When I started my career as a law librarian, I was confident I’d work in law firms for my entire career. Law firm librarians felt like my people and I enjoyed the fast pace of work. But I wanted to be sure. After a short-lived role as an academic law librarian, I I decided to return to the law firm world. Despite looking for new opportunities everywhere, there were very few law librarian openings. So, I contacted a library staffing company to pick up some contract work at a law firm. As it turned out, the company had an opening for a law librarian at the USDA National Agricultural Library (NAL). Why would an agricultural library need a law librarian? I declined solely based on the subject area. I grew up in the Midwest and was definitely not interested in “cows and corn” law. After some persuasion, I agreed to complete a three-month contract position at NAL and then head back to a law firm library.
Fast forward nine years later I’m glad I revisited that decision and my initial reaction.I am a very proud (and loud) law librarian who specializes in agricultural law. I quickly learned that my narrow views about agriculture were entirely off base and that we are all impacted by the laws and regulations related to food and agriculture every day. I spent the first few years in my job learning the wide breadth of agricultural law – real estate and leasing, immigration and employment law, import/export, and more. I studied USDA and agricultural history in the U.S., including a deep dive into the muddied history of the land grant college systems created by the 1862 and 1890s Morrill Acts, pivotal scientific research, and the rise in corporate farming. Over time, I began gravitating toward agricultural and food issues linked to inequities for minoritized people and the impact of poor nutrition on the communities most in need, both urban and rural. I learned about the many organizations advocating for more equitable food access, pushing for improved safety for farm and meat processing workers, addressing systemic and historic Black land loss though heirs’ property issues, and the importance of culturally appropriate foods for Indigenous communities.
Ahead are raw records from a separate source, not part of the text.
//! Shared fixtures for the integration tests.
//!
//! Everything is written into a temporary directory: OBJ meshes, shader files
//! in the format each API expects, cubemap faces and compiled scenes. No GPU
//! is needed; tests drive the headless `DummyBackend`.

#![allow(dead_code)]

use std::path::{Path, PathBuf};

use scene_renderer::backend::dummy::{DummyBackend, HeadlessRecorder};
use scene_renderer::backend::DeviceContext;
use scene_renderer::scene::format::{
    CompiledScene, LightData, MaterialData, MeshData, SceneCameraData, SceneTable, SkyboxData,
};
use scene_renderer::scene::LightType;
use scene_renderer::{GraphicsApi, Renderer};
use tempfile::TempDir;

/// One triangle in the XY plane
pub const TRIANGLE_OBJ: &str = "\
v 0 0 0
v 1 0 0
v 0 1 0
f 1 2 3
";

/// Unit quad, triangulated into two triangles by the loader
pub const QUAD_OBJ: &str = "\
v -1 -1 0
v 1 -1 0
v 1 1 0
v -1 1 0
f 1 2 3 4
";

pub const SHADER_BASE: &str = "unlit";

/// Temporary asset directory
pub struct Fixture {
    dir: TempDir,
}

impl Fixture {
    pub fn new() -> Self {
        Self {
            dir: tempfile::tempdir().unwrap(),
        }
    }

    pub fn path(&self) -> &Path {
        self.dir.path()
    }

    pub fn file(&self, name: &str) -> PathBuf {
        self.dir.path().join(name)
    }

    pub fn path_string(&self, name: &str) -> String {
        self.file(name).to_string_lossy().into_owned()
    }

    pub fn write(&self, name: &str, contents: impl AsRef<[u8]>) -> PathBuf {
        let path = self.file(name);
        std::fs::write(&path, contents).unwrap();
        path
    }

    pub fn write_obj(&self, name: &str, contents: &str) -> String {
        self.write(name, contents);
        self.path_string(name)
    }

    /// Vertex and fragment shaders for every API under `<base>.vxs` / `<base>.pxs`
    pub fn write_shaders(&self, base: &str) -> (String, String) {
        for stage in ["vxs", "pxs"] {
            self.write(&format!("{base}.{stage}.glsl"), "#version 450\nvoid main() {}\n");
            // SPIR-V magic plus one word
            let bytecode = [0x03, 0x02, 0x23, 0x07, 0x00, 0x00, 0x01, 0x00];
            self.write(&format!("{base}.{stage}.spv"), bytecode);
            self.write(&format!("{base}.{stage}.cso"), bytecode);
        }
        (
            self.path_string(&format!("{base}.vxs")),
            self.path_string(&format!("{base}.pxs")),
        )
    }

    /// Material whose shaders exist for every API
    pub fn material(&self, color: [f32; 4]) -> MaterialData {
        let (vertex, fragment) = self.write_shaders(SHADER_BASE);
        MaterialData {
            vertex_shader_path: vertex,
            fragment_shader_path: fragment,
            color,
        }
    }

    /// Six solid 4x4 PNG faces
    pub fn write_cubemap_faces(&self) -> [String; 6] {
        std::array::from_fn(|i| {
            let name = format!("face{i}.png");
            let shade = (i * 40) as u8;
            image::RgbaImage::from_pixel(4, 4, image::Rgba([shade, shade, 255, 255]))
                .save(self.file(&name))
                .unwrap();
            self.path_string(&name)
        })
    }

    pub fn skybox(&self) -> SkyboxData {
        SkyboxData {
            cube_map_textures: self.write_cubemap_faces(),
            material: self.material([1.0; 4]),
        }
    }

    /// Write a compiled scene and return its path
    pub fn write_scene(&self, name: &str, scene: &CompiledScene) -> PathBuf {
        let path = self.file(name);
        scene.write(&path).unwrap();
        path
    }
}

/// Camera looking at the origin with a 45 degree field of view
pub fn camera_45() -> SceneCameraData {
    SceneCameraData {
        background_color: [0.1, 0.2, 0.3, 1.0],
        fov: 45.0,
        view_rect: [800.0, 600.0],
        position: [0.0, 2.0, 5.0],
        skybox: None,
    }
}

pub fn directional_lights(count: usize) -> Vec<LightData> {
    (0..count)
        .map(|i| LightData {
            light_type: LightType::Directional,
            direction: [0.0, -1.0, i as f32],
        })
        .collect()
}

/// Scene with one triangle mesh entry and one directional light
pub fn triangle_scene(fixture: &Fixture) -> CompiledScene {
    CompiledScene {
        camera: camera_45(),
        table: SceneTable::Meshes(vec![MeshData {
            obj_path: fixture.write_obj("triangle.obj", TRIANGLE_OBJ),
            material: fixture.material([1.0, 0.0, 0.0, 1.0]),
        }]),
        lights: directional_lights(1),
    }
}

/// Headless backend that is already `Ready`
pub fn ready_backend(api: GraphicsApi) -> DummyBackend {
    DummyBackend::headless(api)
}

/// Calls recorded by the headless device behind a renderer
pub fn recorded(renderer: &Renderer) -> HeadlessRecorder {
    match renderer.backend().device_context() {
        DeviceContext::Headless(context) => context.recorded(),
        other => panic!("expected a headless device, got {other:?}"),
    }
}
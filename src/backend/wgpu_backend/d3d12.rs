//! Direct3D12 backend
//!
//! Runs wgpu restricted to DX12. Programs write into three constant buffers
//! owned by the backend (b0 matrices, b1 material, b2 light). Every draw is
//! submitted on its own so each one sees the constants written before it, and
//! `present` waits for the GPU, keeping a single frame in flight.

use super::{Flavor, WgpuCore};
use crate::GraphicsApi;

/// Renderer backend for `GraphicsApi::DirectX12`
pub struct D3D12Backend {
    core: WgpuCore,
}

impl D3D12Backend {
    pub fn new(vsync: bool) -> Self {
        Self {
            core: WgpuCore::new(GraphicsApi::DirectX12, vsync, Flavor::d3d12()),
        }
    }
}

impl_renderer_backend!(D3D12Backend);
I learned about Black food justice during the civil rights movement and the role of Fannie Lou Hamer’s “pig bank” and the Freedom Farm Cooperative. I learned about SoulFire Farm, an Afro-Indigenous centered community farm in New York committed to uprooting racism and seeding sovereignty in the food system. Agricultural law is so much more than it appears on its face. I’ve found my professional passion in a place I previously shunned. I’m disappointed in my past acceptance of stereotypes and rural stigma about agricultural work before my work at the National Agricultural Library.

I’m looking forward to writing about the agricultural and food issues I am passionate about, such as environmental justice, food sovereignty, nutrition security, micro-food systems in urban food apartheid zones, and so much more. I hope that by contributing to NBU, I can inspire others to look beyond “cows and corn” and consider the significant equity issues related to agricultural and food law.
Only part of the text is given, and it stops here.